Why don't more hourly-billing lawyers take on contingent fee cases?

              In the Wall Street Journal’s Law Blog dated March 29, 2010, Ashby Jones asks whether there are any takers on the strategy of mixing a traditional hourly fee practice with a contingent-fee business. 

Most firms do not take plaintiff's contingency fee cases because they are risk averse. They lack the entrepreneurial spirit. I've seen it time after time. Many lawyers on the hourly side think it is easy to make loads of money during contingent litigation. It is not. It requires huge investments of lawyer time and borrowed expense money. For the same reasons that some people work for corporations and other are entrepreneurs, some lawyers and firms are cut out for hourly work and others are willing to risk everything. No risk, no reward. 

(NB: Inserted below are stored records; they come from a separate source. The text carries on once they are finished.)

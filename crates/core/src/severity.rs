//! Graded clinical findings.
//!
//! Stomach biopsies carry five graded observations. Each observation is either graded on the
//! usual semi-quantitative scale or explicitly marked as not evaluated.

use serde::{Deserialize, Serialize};

/// A graded finding value.
#[derive(Clone, Copy, Debug, Default, PartialEq, Eq, Hash, Serialize, Deserialize)]
pub enum Severity {
    /// Absent (`-`).
    #[default]
    #[serde(rename = "-")]
    Absent,
    /// Mild (`+`).
    #[serde(rename = "+")]
    Mild,
    /// Moderate (`++`).
    #[serde(rename = "++")]
    Moderate,
    /// Marked (`+++`).
    #[serde(rename = "+++")]
    Marked,
    /// Not evaluated (`Yapılmadı`).
    #[serde(rename = "Yapılmadı")]
    NotDone,
}

impl Severity {
    /// Every value in the order the form offers them.
    pub const ALL: [Severity; 5] = [
        Severity::Absent,
        Severity::Mild,
        Severity::Moderate,
        Severity::Marked,
        Severity::NotDone,
    ];

    /// Report symbol for this value.
    pub fn symbol(self) -> &'static str {
        match self {
            Severity::Absent => "-",
            Severity::Mild => "+",
            Severity::Moderate => "++",
            Severity::Marked => "+++",
            Severity::NotDone => "Yapılmadı",
        }
    }

    /// True for `+`, `++` and `+++`.
    pub fn is_graded(self) -> bool {
        matches!(self, Severity::Mild | Severity::Moderate | Severity::Marked)
    }

    pub fn is_evaluated(self) -> bool {
        self != Severity::NotDone
    }
}

impl std::fmt::Display for Severity {
    fn fmt(&self, f: &mut std::fmt::Formatter<'_>) -> std::fmt::Result {
        f.write_str(self.symbol())
    }
}

impl std::str::FromStr for Severity {
    type Err = String;

    fn from_str(s: &str) -> Result<Self, Self::Err> {
        Severity::ALL
            .into_iter()
            .find(|severity| severity.symbol() == s.trim())
            .ok_or_else(|| format!("unknown severity '{s}'"))
    }
}

/// The five graded observations of a gastric biopsy.
#[derive(Clone, Copy, Debug, PartialEq, Eq, Hash, PartialOrd, Ord, Serialize, Deserialize)]
#[serde(rename_all = "snake_case")]
pub enum FindingKind {
    Inflammation,
    Activation,
    Atrophy,
    Hp,
    IntestinalMetaplasia,
}

impl FindingKind {
    /// Report order of the findings.
    pub const ALL: [FindingKind; 5] = [
        FindingKind::Inflammation,
        FindingKind::Activation,
        FindingKind::Atrophy,
        FindingKind::Hp,
        FindingKind::IntestinalMetaplasia,
    ];

    pub fn label(self) -> &'static str {
        match self {
            FindingKind::Inflammation => "İnflamasyon",
            FindingKind::Activation => "Aktivasyon",
            FindingKind::Atrophy => "Atrofi",
            FindingKind::Hp => "HP",
            FindingKind::IntestinalMetaplasia => "İntestinal metaplazi",
        }
    }
}

/// Graded findings of one biopsy.
#[derive(Clone, Copy, Debug, Default, PartialEq, Eq, Serialize, Deserialize)]
#[serde(deny_unknown_fields)]
pub struct Findings {
    #[serde(default)]
    pub inflammation: Severity,
    #[serde(default)]
    pub activation: Severity,
    #[serde(default)]
    pub atrophy: Severity,
    #[serde(default)]
    pub hp: Severity,
    #[serde(default)]
    pub intestinal_metaplasia: Severity,
}

impl Findings {
    /// Findings with HP and intestinal metaplasia marked as not evaluated.
    pub fn without_special_evaluations() -> Self {
        Self {
            hp: Severity::NotDone,
            intestinal_metaplasia: Severity::NotDone,
            ..Self::default()
        }
    }

    pub fn get(&self, kind: FindingKind) -> Severity {
        match kind {
            FindingKind::Inflammation => self.inflammation,
            FindingKind::Activation => self.activation,
            FindingKind::Atrophy => self.atrophy,
            FindingKind::Hp => self.hp,
            FindingKind::IntestinalMetaplasia => self.intestinal_metaplasia,
        }
    }

    pub fn set(&mut self, kind: FindingKind, value: Severity) {
        let slot = match kind {
            FindingKind::Inflammation => &mut self.inflammation,
            FindingKind::Activation => &mut self.activation,
            FindingKind::Atrophy => &mut self.atrophy,
            FindingKind::Hp => &mut self.hp,
            FindingKind::IntestinalMetaplasia => &mut self.intestinal_metaplasia,
        };
        *slot = value;
    }

    /// True when inflammation or activation carries a grade.
    pub fn has_active_gastritis(&self) -> bool {
        self.inflammation.is_graded() || self.activation.is_graded()
    }
}

#[cfg(test)]
mod tests {
    use super::*;

    #[test]
    fn only_plus_grades_count_as_graded() {
        assert!(!Severity::Absent.is_graded());
        assert!(Severity::Mild.is_graded());
        assert!(Severity::Moderate.is_graded());
        assert!(Severity::Marked.is_graded());
        assert!(!Severity::NotDone.is_graded());
    }

    #[test]
    fn parses_symbols() {
        assert_eq!("++".parse::<Severity>(), Ok(Severity::Moderate));
        assert_eq!("Yapılmadı".parse::<Severity>(), Ok(Severity::NotDone));
        assert!("++++".parse::<Severity>().is_err());
    }

    #[test]
    fn serialises_as_report_symbols() {
        let yaml = serde_yaml::to_string(&Severity::NotDone).expect("serialise");
        assert_eq!(yaml.trim(), "Yapılmadı");
        let parsed: Severity = serde_yaml::from_str("'+++'").expect("parse");
        assert_eq!(parsed, Severity::Marked);
    }

    #[test]
    fn set_and_get_address_the_same_field() {
        let mut findings = Findings::default();
        for kind in FindingKind::ALL {
            findings.set(kind, Severity::Moderate);
            assert_eq!(findings.get(kind), Severity::Moderate);
        }
    }

    #[test]
    fn active_gastritis_requires_inflammation_or_activation() {
        let mut findings = Findings::default();
        findings.atrophy = Severity::Marked;
        assert!(!findings.has_active_gastritis());
        findings.activation = Severity::Mild;
        assert!(findings.has_active_gastritis());
    }
}
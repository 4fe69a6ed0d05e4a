//! Euclidean projection onto the capped simplex
//!
//! The feasible set of every portfolio problem is
//! `{ w : l ≤ w ≤ u, Σ w = 1 }`. Its projection has the form
//! `w_i = clamp(v_i - τ, l_i, u_i)` for the unique shift τ making the weights
//! sum to one. `g(τ) = Σ clamp(v_i - τ, l_i, u_i)` is piecewise linear and
//! non-increasing with breakpoints at `v_i - u_i` and `v_i - l_i`, so τ is
//! found exactly by locating the segment that crosses 1.
//!
//! When `v` is large relative to the bounds, `v_i - τ` cancels and the clamped
//! weights can miss the budget by more than rounding. The residual is then
//! spread over the coordinates strictly inside their bounds.

use ndarray::Array1;

/// Residual redistribution passes after clamping.
const POLISH_PASSES: usize = 3;

fn budget(v: &Array1<f64>, lower: &Array1<f64>, upper: &Array1<f64>, tau: f64) -> f64 {
    v.iter()
        .zip(lower.iter().zip(upper.iter()))
        .map(|(&vi, (&l, &u))| (vi - tau).clamp(l, u))
        .sum()
}

/// Project `v` onto `{ l ≤ w ≤ u, Σ w = 1 }`.
///
/// The bounds must be feasible (`Σ l ≤ 1 ≤ Σ u`, `l ≤ u`);
/// [`Bounds`](crate::Bounds) guarantees this on construction.
pub fn project_capped_simplex(
    v: &Array1<f64>,
    lower: &Array1<f64>,
    upper: &Array1<f64>,
) -> Array1<f64> {
    if v.is_empty() {
        return Array1::zeros(0);
    }
    let mut breakpoints: Vec<f64> = v
        .iter()
        .zip(lower.iter().zip(upper.iter()))
        .flat_map(|(&vi, (&l, &u))| [vi - u, vi - l])
        .collect();
    breakpoints.sort_by(f64::total_cmp);

    // Largest k with g(b_k) >= 1; g(b_0) = Σu >= 1 for feasible bounds
    let k = breakpoints
        .partition_point(|&b| budget(v, lower, upper, b) >= 1.0)
        .saturating_sub(1);

    let b_k = breakpoints[k];
    let g_k = budget(v, lower, upper, b_k);
    let tau = match breakpoints.get(k + 1) {
        Some(&b_next) if b_next > b_k => {
            let g_next = budget(v, lower, upper, b_next);
            if g_k > g_next {
                b_k + (g_k - 1.0) * (b_next - b_k) / (g_k - g_next)
            } else {
                b_k
            }
        }
        _ => b_k,
    };

    let mut w = Array1::from_iter(
        v.iter()
            .zip(lower.iter().zip(upper.iter()))
            .map(|(&vi, (&l, &u))| (vi - tau).clamp(l, u)),
    );
    polish(&mut w, lower, upper);
    w
}

fn polish(w: &mut Array1<f64>, lower: &Array1<f64>, upper: &Array1<f64>) {
    for _ in 0..POLISH_PASSES {
        let residual = 1.0 - w.sum();
        if residual == 0.0 {
            return;
        }
        let free = w
            .iter()
            .zip(lower.iter().zip(upper.iter()))
            .filter(|&(&wi, (&l, &u))| wi > l && wi < u)
            .count();
        if free == 0 {
            return;
        }
        let shift = residual / free as f64;
        for (wi, (&l, &u)) in w.iter_mut().zip(lower.iter().zip(upper.iter())) {
            if *wi > l && *wi < u {
                *wi = (*wi + shift).clamp(l, u);
            }
        }
    }
}

#[cfg(test)]
mod tests {
    use super::*;
    use approx::assert_abs_diff_eq;
    use ndarray::array;

    fn unit(n: usize) -> (Array1<f64>, Array1<f64>) {
        (Array1::zeros(n), Array1::ones(n))
    }

    #[test]
    fn test_feasible_point_unchanged() {
        let (l, u) = unit(3);
        let w = array![0.2, 0.3, 0.5];
        let p = project_capped_simplex(&w, &l, &u);
        for i in 0..3 {
            assert_abs_diff_eq!(p[i], w[i], epsilon = 1e-15);
        }
    }

    #[test]
    fn test_uniform_shift() {
        let (l, u) = unit(3);
        let p = project_capped_simplex(&array![0.5, 0.5, 0.5], &l, &u);
        for i in 0..3 {
            assert_abs_diff_eq!(p[i], 1.0 / 3.0, epsilon = 1e-15);
        }
    }

    #[test]
    fn test_far_point_goes_to_vertex() {
        let (l, u) = unit(3);
        let p = project_capped_simplex(&array![5.0, 0.0, -2.0], &l, &u);
        assert_abs_diff_eq!(p[0], 1.0, epsilon = 1e-15);
        assert_abs_diff_eq!(p[1], 0.0);
        assert_abs_diff_eq!(p[2], 0.0);
    }

    #[test]
    fn test_upper_caps() {
        let l = Array1::zeros(3);
        let u = array![0.5, 1.0, 1.0];
        let p = project_capped_simplex(&array![2.0, 0.0, 0.0], &l, &u);
        assert_abs_diff_eq!(p[0], 0.5, epsilon = 1e-15);
        assert_abs_diff_eq!(p[1], 0.25, epsilon = 1e-15);
        assert_abs_diff_eq!(p[2], 0.25, epsilon = 1e-15);
    }

    #[test]
    fn test_lower_floors() {
        let l = array![0.0, 0.3, 0.0];
        let u = Array1::ones(3);
        let p = project_capped_simplex(&array![1.0, 0.0, 0.0], &l, &u);
        assert_abs_diff_eq!(p[0], 0.7, epsilon = 1e-15);
        assert_abs_diff_eq!(p[1], 0.3, epsilon = 1e-15);
        assert_abs_diff_eq!(p[2], 0.0, epsilon = 1e-15);
    }

    #[test]
    fn test_tight_bounds() {
        // Σl = 1: the only feasible point is l
        let l = array![0.6, 0.4];
        let u = array![1.0, 1.0];
        let p = project_capped_simplex(&array![0.0, 3.0], &l, &u);
        assert_abs_diff_eq!(p[0], 0.6, epsilon = 1e-15);
        assert_abs_diff_eq!(p[1], 0.4, epsilon = 1e-15);
    }

    #[test]
    fn test_large_inputs_keep_budget() {
        // A long gradient step on a linear objective: shift differences of
        // order 1e4 leave one asset between its bounds
        let l = array![0.05, 0.0, 0.0, 0.0];
        let u = array![1.0, 0.4, 1.0, 0.5];
        let v = array![1.0e4 + 0.3, 3.0e4 + 0.1, 2.0e4 + 0.7, -0.5e4];
        let p = project_capped_simplex(&v, &l, &u);
        assert_abs_diff_eq!(p.sum(), 1.0, epsilon = 1e-15);
        assert_abs_diff_eq!(p[0], 0.05);
        assert_abs_diff_eq!(p[1], 0.4);
        assert_abs_diff_eq!(p[2], 0.55, epsilon = 1e-15);
        assert_abs_diff_eq!(p[3], 0.0);

        let v = &v * 1e8;
        let p = project_capped_simplex(&v, &l, &u);
        assert_abs_diff_eq!(p.sum(), 1.0, epsilon = 1e-15);
        assert_abs_diff_eq!(p[2], 0.55, epsilon = 1e-15);
    }

    #[test]
    fn test_projection_properties_on_grid() {
        let l = array![0.0, 0.05, 0.0, 0.1];
        let u = array![0.4, 1.0, 0.5, 0.6];
        for seed in 0..50 {
            let v = Array1::from_shape_fn(4, |i| ((seed * 7 + i * 13) as f64 * 0.91).sin() * 2.0);
            let p = project_capped_simplex(&v, &l, &u);
            assert_abs_diff_eq!(p.sum(), 1.0, epsilon = 1e-12);
            for i in 0..4 {
                assert!(p[i] >= l[i] && p[i] <= u[i]);
            }
        }
    }
}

            For a lawyer to be successful with a contingent fee case, three things are necessary.  First, there must be a reasonably good case for liability. Second, there must be significant damages. Third, the defendant must be able to pay a judgment.


            Even if all those things are present, the case must survive inevitable legal challenges by the defense, including motions for summary judgment (to prevent the case from even reaching the jury) and appeals. Years can pass, and millions of dollars in lawyer time and case expenses will be repaid. And after all is said and done, the lawyer might lose and have to pay back a line of credit. It is not a business for the weak or fearful.


            Many of our contingent fee clients are true entrepreneurs. Even if they are doing business as a corporation, they are risk-takers. They appreciate that their lawyers have their own “skin in the game.” Businessmen and lawyers who will not take risks need not apply!